---------- Data for review
//! Similarity scoring and bounded top-k selection.

use std::cmp::{Ordering, Reverse};
use std::collections::{BTreeMap, BinaryHeap};

use serde::{Deserialize, Serialize};

use crate::error::EvalError;

/// Similarity function used to score query/corpus embedding pairs.
#[derive(Debug, Clone, Copy, PartialEq, Eq, Serialize, Deserialize)]
#[serde(rename_all = "snake_case")]
pub enum ScoreFunction {
    /// Cosine similarity
    CosSim,
    /// Dot product
    Dot,
}

impl ScoreFunction {
    /// Parse a score function name, rejecting anything outside the
    /// supported set before any encoding work happens.
    pub fn parse(name: &str) -> Result<Self, EvalError> {
        match name {
            "cos_sim" => Ok(Self::CosSim),
            "dot" => Ok(Self::Dot),
            other => Err(EvalError::InvalidScoreFunction(other.to_string())),
        }
    }

    pub fn key(&self) -> &'static str {
        match self {
            Self::CosSim => "cos_sim",
            Self::Dot => "dot",
        }
    }

    pub fn description(&self) -> &'static str {
        match self {
            Self::CosSim => "Cosine Similarity",
            Self::Dot => "Dot Product",
        }
    }
}

#[inline]
fn dot(a: &[f32], b: &[f32]) -> f32 {
    debug_assert_eq!(a.len(), b.len());
    a.iter().zip(b.iter()).map(|(x, y)| x * y).sum()
}

#[inline]
fn norm(v: &[f32]) -> f32 {
    dot(v, v).sqrt()
}

/// Full query×doc score matrix for one corpus chunk.
///
/// Cosine rows are left unguarded on purpose: a zero vector yields NaN,
/// which [`replace_nan`] maps to the −1 sentinel.
pub fn score_matrix(
    function: ScoreFunction,
    queries: &[Vec<f32>],
    docs: &[Vec<f32>],
) -> Vec<Vec<f32>> {
    match function {
        ScoreFunction::Dot => queries
            .iter()
            .map(|q| docs.iter().map(|d| dot(q, d)).collect())
            .collect(),
        ScoreFunction::CosSim => {
            let doc_norms: Vec<f32> = docs.iter().map(|d| norm(d)).collect();
            queries
                .iter()
                .map(|q| {
                    let q_norm = norm(q);
                    docs.iter()
                        .zip(doc_norms.iter())
                        .map(|(d, d_norm)| dot(q, d) / (q_norm * d_norm))
                        .collect()
                })
                .collect()
        }
    }
}

/// Replace NaN scores with the −1 sentinel so degenerate vectors never win
/// a top-k slot over any valid alternative.
pub fn replace_nan(scores: &mut [Vec<f32>]) {
    for row in scores.iter_mut() {
        for score in row.iter_mut() {
            if score.is_nan() {
                *score = -1.0;
            }
        }
    }
}

/// A scored corpus entry with a total order: score first; on exactly equal
/// scores the lexicographically lower id ranks higher.
#[derive(Debug, Clone)]
struct ScoredDoc {
    score: f32,
    id: String,
}

impl Ord for ScoredDoc {
    fn cmp(&self, other: &Self) -> Ordering {
        self.score
            .total_cmp(&other.score)
            .then_with(|| other.id.cmp(&self.id))
    }
}

impl PartialOrd for ScoredDoc {
    fn partial_cmp(&self, other: &Self) -> Option<Ordering> {
        Some(self.cmp(other))
    }
}

impl PartialEq for ScoredDoc {
    fn eq(&self, other: &Self) -> bool {
        self.cmp(other) == Ordering::Equal
    }
}

impl Eq for ScoredDoc {}

/// Bounded min-heap holding the best `capacity` corpus entries seen so far
/// for one query: push while under capacity, otherwise push-then-pop-min.
///
/// Total ranking cost is O(n · log(capacity)) over the whole corpus,
/// independent of how the corpus was chunked.
#[derive(Debug)]
pub struct TopKHeap {
    capacity: usize,
    heap: BinaryHeap<Reverse<ScoredDoc>>,
}

impl TopKHeap {
    pub fn new(capacity: usize) -> Self {
        Self {
            capacity,
            heap: BinaryHeap::with_capacity(capacity.saturating_add(1)),
        }
    }

    pub fn len(&self) -> usize {
        self.heap.len()
    }

    pub fn is_empty(&self) -> bool {
        self.heap.is_empty()
    }

    /// Offer one candidate; the id is only cloned if it survives the
    /// competition.
    pub fn push(&mut self, score: f32, id: &str) {
        if self.capacity == 0 {
            return;
        }
        if self.heap.len() < self.capacity {
            self.heap.push(Reverse(ScoredDoc {
                score,
                id: id.to_string(),
            }));
            return;
        }
        let replace = match self.heap.peek() {
            Some(Reverse(min)) => match score.total_cmp(&min.score) {
                Ordering::Greater => true,
                Ordering::Equal => id < min.id.as_str(),
                Ordering::Less => false,
            },
            None => false,
        };
        if replace {
            self.heap.pop();
            self.heap.push(Reverse(ScoredDoc {
                score,
                id: id.to_string(),
            }));
        }
    }

    /// Drain into an unordered id→score mapping. Heap order is not
    /// preserved; callers needing ranked order sort downstream.
    pub fn into_map(self) -> BTreeMap<String, f32> {
        self.heap
            .into_iter()
            .map(|Reverse(doc)| (doc.id, doc.score))
            .collect()
    }
}

#[cfg(test)]
mod tests {
    use super::*;

    #[test]
    fn parse_accepts_only_known_functions() {
        assert_eq!(ScoreFunction::parse("cos_sim").unwrap(), ScoreFunction::CosSim);
        assert_eq!(ScoreFunction::parse("dot").unwrap(), ScoreFunction::Dot);
        let err = ScoreFunction::parse("euclidean").unwrap_err();
        assert!(matches!(err, EvalError::InvalidScoreFunction(name) if name == "euclidean"));
    }

    #[test]
    fn cosine_matches_direct_formula() {
        let queries = vec![vec![1.0, 0.0]];
        let docs = vec![vec![1.0, 0.0], vec![0.0, 1.0], vec![1.0, 1.0]];
        let scores = score_matrix(ScoreFunction::CosSim, &queries, &docs);
        assert!((scores[0][0] - 1.0).abs() < 1e-6);
        assert!(scores[0][1].abs() < 1e-6);
        assert!((scores[0][2] - 1.0 / 2.0_f32.sqrt()).abs() < 1e-6);
    }

    #[test]
    fn dot_product_ignores_magnitude_normalization() {
        let queries = vec![vec![2.0, 1.0]];
        let docs = vec![vec![3.0, -1.0]];
        let scores = score_matrix(ScoreFunction::Dot, &queries, &docs);
        assert!((scores[0][0] - 5.0).abs() < 1e-6);
    }

    #[test]
    fn zero_vector_cosine_becomes_sentinel() {
        let queries = vec![vec![1.0, 0.0]];
        let docs = vec![vec![0.0, 0.0]];
        let mut scores = score_matrix(ScoreFunction::CosSim, &queries, &docs);
        assert!(scores[0][0].is_nan());
        replace_nan(&mut scores);
        assert_eq!(scores[0][0], -1.0);
    }

    #[test]
    fn heap_keeps_highest_scores_within_capacity() {
        let mut heap = TopKHeap::new(2);
        heap.push(0.1, "d1");
        heap.push(0.9, "d2");
        heap.push(0.5, "d3");
        let map = heap.into_map();
        assert_eq!(map.len(), 2);
        assert_eq!(map.get("d2"), Some(&0.9));
        assert_eq!(map.get("d3"), Some(&0.5));
    }

    #[test]
    fn heap_tie_break_prefers_lower_id() {
        let mut heap = TopKHeap::new(1);
        heap.push(0.5, "db");
        heap.push(0.5, "da");
        let map = heap.into_map();
        assert_eq!(map.keys().collect::<Vec<_>>(), vec!["da"]);

        // insertion order must not matter
        let mut heap = TopKHeap::new(1);
        heap.push(0.5, "da");
        heap.push(0.5, "db");
        let map = heap.into_map();
        assert_eq!(map.keys().collect::<Vec<_>>(), vec!["da"]);
    }

    #[test]
    fn heap_holds_fewer_entries_than_capacity_when_underfilled() {
        let mut heap = TopKHeap::new(10);
        heap.push(0.3, "only");
        assert_eq!(heap.len(), 1);
        assert_eq!(heap.into_map().len(), 1);
    }

    #[test]
    fn sentinel_loses_to_any_valid_score() {
        let mut heap = TopKHeap::new(1);
        heap.push(-1.0, "degenerate");
        heap.push(0.01, "valid");
        let map = heap.into_map();
        assert_eq!(map.keys().collect::<Vec<_>>(), vec!["valid"]);
    }
}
--------------------
> What this task involves
Please reproduce the lines from the line with "debug_assert_eq!(a.len(), b.len());" to the line with "impl PartialEq for", both ends included, exactly as they appear above.

> Result of the task
    debug_assert_eq!(a.len(), b.len());
    a.iter().zip(b.iter()).map(|(x, y)| x * y).sum()
}

#[inline]
fn norm(v: &[f32]) -> f32 {
    dot(v, v).sqrt()
}

/// Full query×doc score matrix for one corpus chunk.
///
/// Cosine rows are left unguarded on purpose: a zero vector yields NaN,
/// which [`replace_nan`] maps to the −1 sentinel.
pub fn score_matrix(
    function: ScoreFunction,
    queries: &[Vec<f32>],
    docs: &[Vec<f32>],
) -> Vec<Vec<f32>> {
    match function {
        ScoreFunction::Dot => queries
            .iter()
            .map(|q| docs.iter().map(|d| dot(q, d)).collect())
            .collect(),
        ScoreFunction::CosSim => {
            let doc_norms: Vec<f32> = docs.iter().map(|d| norm(d)).collect();
            queries
                .iter()
                .map(|q| {
                    let q_norm = norm(q);
                    docs.iter()
                        .zip(doc_norms.iter())
                        .map(|(d, d_norm)| dot(q, d) / (q_norm * d_norm))
                        .collect()
                })
                .collect()
        }
    }
}

/// Replace NaN scores with the −1 sentinel so degenerate vectors never win
/// a top-k slot over any valid alternative.
pub fn replace_nan(scores: &mut [Vec<f32>]) {
    for row in scores.iter_mut() {
        for score in row.iter_mut() {
            if score.is_nan() {
                *score = -1.0;
            }
        }
    }
}

/// A scored corpus entry with a total order: score first; on exactly equal
/// scores the lexicographically lower id ranks higher.
#[derive(Debug, Clone)]
struct ScoredDoc {
    score: f32,
    id: String,
}

impl Ord for ScoredDoc {
    fn cmp(&self, other: &Self) -> Ordering {
        self.score
            .total_cmp(&other.score)
            .then_with(|| other.id.cmp(&self.id))
    }
}

impl PartialOrd for ScoredDoc {
    fn partial_cmp(&self, other: &Self) -> Option<Ordering> {
        Some(self.cmp(other))
    }
}

impl PartialEq for ScoredDoc {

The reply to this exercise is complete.